Light rail system in Philadelphia, Pennsylvania

The T, (Note: Conventions for line names state they are to be referred to by letter only (i.e. "the T", not "the T line")) formerly known as the Subway–Surface Trolleys, is a light rail system of the SEPTA Metro serving Philadelphia and Delaware County, Pennsylvania. The system comprises five branches that operate on street-level tracks in West Philadelphia and Delaware County, and also underneath Market Street in Philadelphia's Center City. The branches— the T1, T2, T3, T4, and T5—collectively operate on about 39.6 mi of route.

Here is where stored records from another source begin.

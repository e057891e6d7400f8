//! Regex-driven fragment scanner.
//!
//! Locates delimiter-bounded spans in a template body, left to right and
//! non-overlapping. Matching is non-greedy across newlines: the end
//! boundary is the nearest subsequent occurrence of the end pattern.

use anyhow::{Context, Result};
use regex::Regex;

use crate::core::engine::Pass;

/// A fragment located by a scan pass, delimiters included.
#[derive(Debug, Clone, PartialEq, Eq)]
pub struct Found {
    /// The matched substring
    pub text: String,

    /// Byte offset of the match start in the scanned text
    pub offset: usize,
}

/// Find all non-overlapping fragments for `pass`, in encounter order.
///
/// When the pass carries a guard, a match whose immediately preceding
/// bytes equal the guard string is consumed without being reported, so
/// its interior cannot seed an overlapping partial match. A match too
/// close to the start of the text for the guard to fit is always
/// reported.
pub fn scan(text: &str, pass: &Pass) -> Result<Vec<Found>> {
    let re = Regex::new(&format!("(?s){}.*?{}", pass.start, pass.end))
        .with_context(|| format!("invalid delimiter pair for `{}`", pass.stem))?;

    let mut out = Vec::new();
    let mut at = 0;

    while let Some(m) = re.find_at(text, at) {
        at = m.end();

        if let Some(guard) = pass.guard {
            if m.start() >= guard.len() && text[..m.start()].ends_with(guard) {
                continue;
            }
        }

        out.push(Found { text: m.as_str().to_string(), offset: m.start() });
    }

    Ok(out)
}
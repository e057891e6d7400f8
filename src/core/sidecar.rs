//! Sidecar document codec.
//!
//! The sidecar is an ordered key/value YAML document living next to the
//! front-end file: single-quoted keys, `|2` block literals, two-space
//! indented content. Placeholder delimiters inside stored fragments are
//! escaped (`{{` -> `\{\{`) so the document can coexist with placeholder
//! syntax. Encoding appends formatted entries to a text buffer; decoding
//! goes through serde_yaml into an insertion-ordered map.

use std::path::Path;

use anyhow::{Context, Result};
use indexmap::IndexMap;

use crate::core::error::WeftError;

/// Optional per-file backend directory override key.
pub const DIR_KEY: &str = "src_dir";

/// Optional per-file backend extension override key.
pub const EXT_KEY: &str = "src_ext";

/// Characters escaped inside quoted keys so keys stay pattern-safe for
/// downstream lookups by content.
const KEY_RESERVED: &[char] = &['(', ')', '*', '?', '[', ']', '^', '|'];

/// An in-progress sidecar document, built by appending formatted entries.
#[derive(Debug, Clone, Default)]
pub struct SidecarDoc {
    text: String,
}

impl SidecarDoc {
    pub fn new() -> Self {
        Self::default()
    }

    pub fn is_empty(&self) -> bool {
        self.text.is_empty()
    }

    pub fn as_str(&self) -> &str {
        &self.text
    }

    pub fn into_text(self) -> String {
        self.text
    }

    /// Append a `'key': |2` block entry holding `raw` with placeholder
    /// delimiters escaped and every line indented by two spaces.
    pub fn push(&mut self, key: &str, raw: &str) {
        self.text.push_str(&quote_key(key));
        self.text.push_str(": |2\n");

        for line in escape_braces(raw).split('\n') {
            self.text.push_str("  ");
            self.text.push_str(line);
            self.text.push('\n');
        }
    }

    /// Append only if the formatted key is not already present in the
    /// document. Returns whether the entry was appended.
    pub fn push_unique(&mut self, key: &str, raw: &str) -> bool {
        let mut needle = quote_key(key);
        needle.push(':');

        if self.text.contains(&needle) {
            return false;
        }

        self.push(key, raw);
        true
    }
}

/// Single-quote a key, doubling embedded quotes and backslash-escaping
/// pattern-significant characters.
pub fn quote_key(key: &str) -> String {
    let mut out = String::with_capacity(key.len() + 2);
    out.push('\'');

    for ch in key.chars() {
        if KEY_RESERVED.contains(&ch) {
            out.push('\\');
        }
        if ch == '\'' {
            out.push('\'');
        }
        out.push(ch);
    }

    out.push('\'');
    out
}

/// Undo the reserved-character escaping applied by [`quote_key`]. The
/// surrounding quotes and doubled quotes are already undone by the YAML
/// parser.
pub fn unescape_key(key: &str) -> String {
    let mut out = String::with_capacity(key.len());
    let mut chars = key.chars().peekable();

    while let Some(ch) = chars.next() {
        if ch == '\\' {
            if let Some(next) = chars.peek() {
                if KEY_RESERVED.contains(next) {
                    continue;
                }
            }
        }
        out.push(ch);
    }

    out
}

/// Escape placeholder delimiters so a fragment can be stored as a block
/// literal without reading as placeholder syntax.
pub fn escape_braces(s: &str) -> String {
    s.replace("{{", r"\{\{").replace("}}", r"\}\}")
}

/// Inverse of [`escape_braces`].
pub fn unescape_braces(s: &str) -> String {
    s.replace(r"\{\{", "{{").replace(r"\}\}", "}}")
}

/// Decode a sidecar document into an ordered key -> value map.
///
/// Block scalars clip to a single trailing newline that is not part of
/// the stored fragment (fragments always end at a closing delimiter), so
/// one trailing newline is trimmed from every value.
pub fn parse(text: &str) -> Result<IndexMap<String, String>> {
    if text.trim().is_empty() {
        return Ok(IndexMap::new());
    }

    let mut map: IndexMap<String, String> =
        serde_yaml::from_str(text).context("sidecar document is not valid YAML")?;

    for value in map.values_mut() {
        if value.ends_with('\n') {
            value.pop();
        }
    }

    Ok(map)
}

/// Read and decode the sidecar at `path`; an absent file decodes as an
/// empty document. Read or parse failures abort the current file.
pub fn load(path: &Path) -> std::result::Result<IndexMap<String, String>, WeftError> {
    if !path.exists() {
        return Ok(IndexMap::new());
    }

    let text = std::fs::read_to_string(path).map_err(|e| WeftError::Sidecar {
        path: path.to_path_buf(),
        source: anyhow::Error::new(e),
    })?;

    parse(&text).map_err(|e| WeftError::Sidecar { path: path.to_path_buf(), source: e })
}
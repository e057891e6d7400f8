//! Configuration: front-end root, default engine, and per-type backend
//! directory/extension defaults.
//!
//! Loaded once per run and passed read-only into the orchestrators, so
//! the transform core stays testable without process-wide setup.

use std::path::{Path, PathBuf};

use anyhow::{Context, Result};
use serde::{Deserialize, Serialize};

use crate::cli::{AppContext, InitArgs};
use crate::core::engine::EngineKind;

/// The four content types mapped between the front-end and backend trees.
#[derive(Clone, Copy, Debug, PartialEq, Eq, Hash, clap::ValueEnum, Serialize, Deserialize)]
#[serde(rename_all = "lowercase")]
pub enum ContentType {
    Assets,
    Scripts,
    Styles,
    Templates,
}

impl ContentType {
    /// All types, in the order the discovery sweep visits them.
    pub const ALL: [ContentType; 4] =
        [ContentType::Assets, ContentType::Scripts, ContentType::Styles, ContentType::Templates];

    /// Fixed subdirectory name under the front-end root.
    pub fn front_dir(self) -> &'static str {
        match self {
            ContentType::Assets => "assets",
            ContentType::Scripts => "scripts",
            ContentType::Styles => "styles",
            ContentType::Templates => "templates",
        }
    }

    /// Front-end file extension for sweep filtering; templates only.
    /// Other types accept any extension.
    pub fn front_ext(self) -> Option<&'static str> {
        match self {
            ContentType::Templates => Some("hbs"),
            _ => None,
        }
    }

    pub fn name(self) -> &'static str {
        self.front_dir()
    }
}

/// Backend defaults for one content type.
#[derive(Debug, Clone, Serialize, Deserialize)]
pub struct TypeDefaults {
    /// Backend root directory for this type
    pub dir: String,

    /// Backend file extension including the dot; empty means "keep the
    /// file's own extension"
    pub ext: String,
}

#[derive(Debug, Clone, Serialize, Deserialize)]
pub struct Config {
    /// Front-end source root containing assets/scripts/styles/templates
    #[serde(default = "default_front_root")]
    pub front_root: PathBuf,

    /// Default backend engine for template imports
    #[serde(default = "default_engine")]
    pub engine: EngineKind,

    #[serde(default = "default_assets")]
    pub assets: TypeDefaults,

    #[serde(default = "default_scripts")]
    pub scripts: TypeDefaults,

    #[serde(default = "default_styles")]
    pub styles: TypeDefaults,

    #[serde(default = "default_templates")]
    pub templates: TypeDefaults,
}

fn default_front_root() -> PathBuf {
    PathBuf::from("src")
}

fn default_engine() -> EngineKind {
    EngineKind::Erb
}

fn default_assets() -> TypeDefaults {
    TypeDefaults { dir: "backend/assets".to_string(), ext: String::new() }
}

fn default_scripts() -> TypeDefaults {
    TypeDefaults { dir: "backend/scripts".to_string(), ext: ".js".to_string() }
}

fn default_styles() -> TypeDefaults {
    TypeDefaults { dir: "backend/styles".to_string(), ext: ".css".to_string() }
}

fn default_templates() -> TypeDefaults {
    TypeDefaults { dir: "backend/views".to_string(), ext: ".erb".to_string() }
}

impl Default for Config {
    fn default() -> Self {
        Self {
            front_root: default_front_root(),
            engine: default_engine(),
            assets: default_assets(),
            scripts: default_scripts(),
            styles: default_styles(),
            templates: default_templates(),
        }
    }
}

impl Config {
    /// Backend defaults for one content type.
    pub fn defaults_for(&self, ty: ContentType) -> &TypeDefaults {
        match ty {
            ContentType::Assets => &self.assets,
            ContentType::Scripts => &self.scripts,
            ContentType::Styles => &self.styles,
            ContentType::Templates => &self.templates,
        }
    }

    /// Front-end directory for one content type.
    pub fn front_dir(&self, ty: ContentType) -> PathBuf {
        self.front_root.join(ty.front_dir())
    }
}

pub fn load_config() -> Result<Config> {
    let mut builder = config::Config::builder();

    // Load from config files in priority order
    let config_paths = ["weft.toml", "weft.yaml", "weft.json", ".weft.toml"];

    for path in &config_paths {
        if Path::new(path).exists() {
            builder = builder.add_source(config::File::with_name(path));
            break;
        }
    }

    // Add environment variables with WEFT_ prefix
    builder = builder.add_source(config::Environment::with_prefix("WEFT").separator("__"));

    let cfg = builder.build().context("Failed to load configuration")?;
    let parsed: Config = cfg.try_deserialize().context("Failed to parse configuration")?;

    Ok(parsed)
}

pub fn init(args: InitArgs, ctx: &AppContext) -> Result<()> {
    let config_path = args.path.join("weft.toml");

    if config_path.exists() && !args.force {
        anyhow::bail!(
            "Config file already exists at {}. Use --force to overwrite.",
            config_path.display()
        );
    }

    let config = Config::default();
    let toml_string =
        toml::to_string_pretty(&config).context("Failed to serialize default config")?;

    std::fs::write(&config_path, toml_string).context("Failed to write config file")?;

    if !ctx.quiet {
        println!("Created config file at {}", config_path.display());
    }
    Ok(())
}
//! Small file I/O helpers shared by the import and export flows.
//!
//! All writes create parent directories first; the orchestrators only
//! call these after every extraction pass for a file has succeeded, so a
//! failed transform never leaves a partial artifact behind.

use std::path::{Path, PathBuf};

use anyhow::{Context, Result};

/// Read a whole file as UTF-8 text.
pub fn read_text(path: &Path) -> Result<String> {
    std::fs::read_to_string(path)
        .with_context(|| format!("Failed to read file {}", path.display()))
}

/// Write text, creating parent directories as needed.
pub fn write_text(path: &Path, text: &str) -> Result<()> {
    ensure_parent(path)?;

    std::fs::write(path, text).with_context(|| format!("Failed to write to {}", path.display()))
}

/// Byte-for-byte copy, creating parent directories as needed.
pub fn copy_verbatim(src: &Path, dst: &Path) -> Result<u64> {
    ensure_parent(dst)?;

    std::fs::copy(src, dst)
        .with_context(|| format!("Failed to copy {} to {}", src.display(), dst.display()))
}

/// Remove a file if present; an absent file is not an error.
pub fn remove_if_exists(path: &Path) -> Result<()> {
    if path.exists() {
        std::fs::remove_file(path)
            .with_context(|| format!("Failed to remove {}", path.display()))?;
    }
    Ok(())
}

/// Swap a path's extension, e.g. `home.hbs` -> `home.yml`.
pub fn with_ext(path: &Path, ext: &str) -> PathBuf {
    path.with_extension(ext)
}

fn ensure_parent(path: &Path) -> Result<()> {
    if let Some(parent) = path.parent() {
        if !parent.as_os_str().is_empty() {
            std::fs::create_dir_all(parent)
                .with_context(|| format!("Failed to create directory {}", parent.display()))?;
        }
    }
    Ok(())
}

#[cfg(test)]
mod tests {
    use super::*;
    use tempfile::TempDir;

    #[test]
    fn write_creates_missing_parents() -> Result<()> {
        let tmp = TempDir::new()?;
        let path = tmp.path().join("a/b/c.txt");

        write_text(&path, "hello")?;

        assert_eq!(read_text(&path)?, "hello");
        Ok(())
    }

    #[test]
    fn copy_is_byte_identical() -> Result<()> {
        let tmp = TempDir::new()?;
        let src = tmp.path().join("src.bin");
        let dst = tmp.path().join("out/dst.bin");

        std::fs::write(&src, [0u8, 159, 146, 150])?;
        copy_verbatim(&src, &dst)?;

        assert_eq!(std::fs::read(&src)?, std::fs::read(&dst)?);
        Ok(())
    }

    #[test]
    fn remove_is_quiet_on_absent_files() -> Result<()> {
        let tmp = TempDir::new()?;
        let path = tmp.path().join("gone.yml");

        remove_if_exists(&path)?;

        write_text(&path, "x")?;
        remove_if_exists(&path)?;
        assert!(!path.exists());
        Ok(())
    }

    #[test]
    fn with_ext_swaps_extension() {
        assert_eq!(with_ext(Path::new("src/templates/home.hbs"), "yml"),
            PathBuf::from("src/templates/home.yml"));
    }
}
//! Per-file error taxonomy for import/export operations.

use std::path::PathBuf;

/// Expected per-file failure modes.
///
/// `UserInput` and `Conflict` are validation outcomes: the caller logs
/// `Error: <message>` and moves on without mutating anything. `Sidecar`
/// is a hard read/parse failure that aborts the current file only; the
/// batch continues with the next candidate.
#[derive(Debug, thiserror::Error)]
pub enum WeftError {
    /// Missing argument, path outside the front-end root, unknown type root
    #[error("{0}")]
    UserInput(String),

    /// A local sidecar override contradicts the operation's implied value
    #[error("{file}: local override {key}: {local} conflicts with implied {implied}; file left untouched", file = .file.display())]
    Conflict {
        /// Front-end file the sidecar belongs to
        file: PathBuf,
        /// Which override key conflicted (`src_dir` or `src_ext`)
        key: &'static str,
        /// Value found in the sidecar document
        local: String,
        /// Value implied by the operation's target path
        implied: String,
    },

    /// Sidecar document could not be read or parsed
    #[error("cannot read sidecar {path}: {source}", path = .path.display())]
    Sidecar {
        path: PathBuf,
        #[source]
        source: anyhow::Error,
    },
}
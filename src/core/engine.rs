//! Delimiter table: supported backend engines and their ordered scan passes.
//!
//! Each engine is a closed enum variant carrying its delimiter pairs as
//! data, so there is no string-keyed lookup that can miss at runtime.
//! Multi-pass engines (JSP) list auxiliary pairs before the generic pair;
//! the scanner runs them in order against progressively substituted text,
//! so spans consumed by an earlier pass are invisible to later ones.

use clap::ValueEnum;
use serde::{Deserialize, Serialize};

/// Backend template engines supported by the extractor.
#[derive(Clone, Copy, Debug, PartialEq, Eq, Hash, ValueEnum, Serialize, Deserialize)]
#[serde(rename_all = "lowercase")]
pub enum EngineKind {
    /// Embedded Ruby (`<% ... %>`)
    Erb,
    /// JavaServer Pages (`<% ... %>` plus comment and taglib passes)
    Jsp,
    /// Handlebars used server-side (`{{ ... }}`)
    Hbs,
    /// PHP (`<? ... ?>`)
    Php,
    /// Twig statements (`{% ... %}`)
    Twig,
}

/// One scan pass over a template body.
///
/// `start` and `end` are regex fragments, not literal strings. `guard` is
/// a fixed-width literal that must not immediately precede a match; a
/// guarded span is consumed without being reported.
#[derive(Clone, Copy, Debug)]
pub struct Pass {
    /// Opening delimiter pattern
    pub start: &'static str,

    /// Closing delimiter pattern
    pub end: &'static str,

    /// Stem for generated keys: `stem`, `stem_1`, `stem_2`, ...
    pub stem: &'static str,

    /// Literal that suppresses a match when it directly precedes it
    pub guard: Option<&'static str>,
}

const ERB_PASSES: &[Pass] = &[Pass { start: "<%", end: "%>", stem: "erb", guard: None }];

// Comments and taglib directives are consumed first so the generic
// scriptlet pair cannot re-match their interiors.
const JSP_PASSES: &[Pass] = &[
    Pass { start: "<%--", end: "--%>", stem: "jcomment", guard: None },
    Pass { start: "<%@", end: "%>", stem: "jstl", guard: None },
    Pass { start: "<%", end: "%>", stem: "jsp", guard: None },
];

// The guard keeps comment-wrapped front-end directives (`<!--{{{...}}}-->`)
// out of the brace scan; the literal pass unwraps them afterwards.
const HBS_PASSES: &[Pass] =
    &[Pass { start: r"\{\{", end: r"\}\}", stem: "hbs", guard: Some("<!--") }];

const PHP_PASSES: &[Pass] = &[Pass { start: r"<\?", end: r"\?>", stem: "php", guard: None }];

const TWIG_PASSES: &[Pass] = &[Pass { start: r"\{%", end: r"%\}", stem: "twig", guard: None }];

impl EngineKind {
    /// Ordered scan passes for this engine.
    pub fn passes(self) -> &'static [Pass] {
        match self {
            EngineKind::Erb => ERB_PASSES,
            EngineKind::Jsp => JSP_PASSES,
            EngineKind::Hbs => HBS_PASSES,
            EngineKind::Php => PHP_PASSES,
            EngineKind::Twig => TWIG_PASSES,
        }
    }

    /// Lowercase engine name as used in config files and log lines.
    pub fn name(self) -> &'static str {
        match self {
            EngineKind::Erb => "erb",
            EngineKind::Jsp => "jsp",
            EngineKind::Hbs => "hbs",
            EngineKind::Php => "php",
            EngineKind::Twig => "twig",
        }
    }
}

Like Boston's Green Line and San Francisco's Muni Metro, the T is the descendant of a pre-World War II streetcar system. It also shares many similarities with the premetro and stadtbahn systems of continental Europe. Where Boston and San Francisco's systems use longer, articulated LRVs, Philadelphia uses rigid LRVs roughly 4 ft longer than the PCC streetcars they replaced. The lines use Kawasaki Type K LRVs delivered in 1981–82. The cars are similar to those on the D 100 series, SEPTA's suburban trolley routes, which were delivered around the same time. However, the T cars are single-ended and use trolley poles, while the suburban lines use double ended cars and pantographs for power collection.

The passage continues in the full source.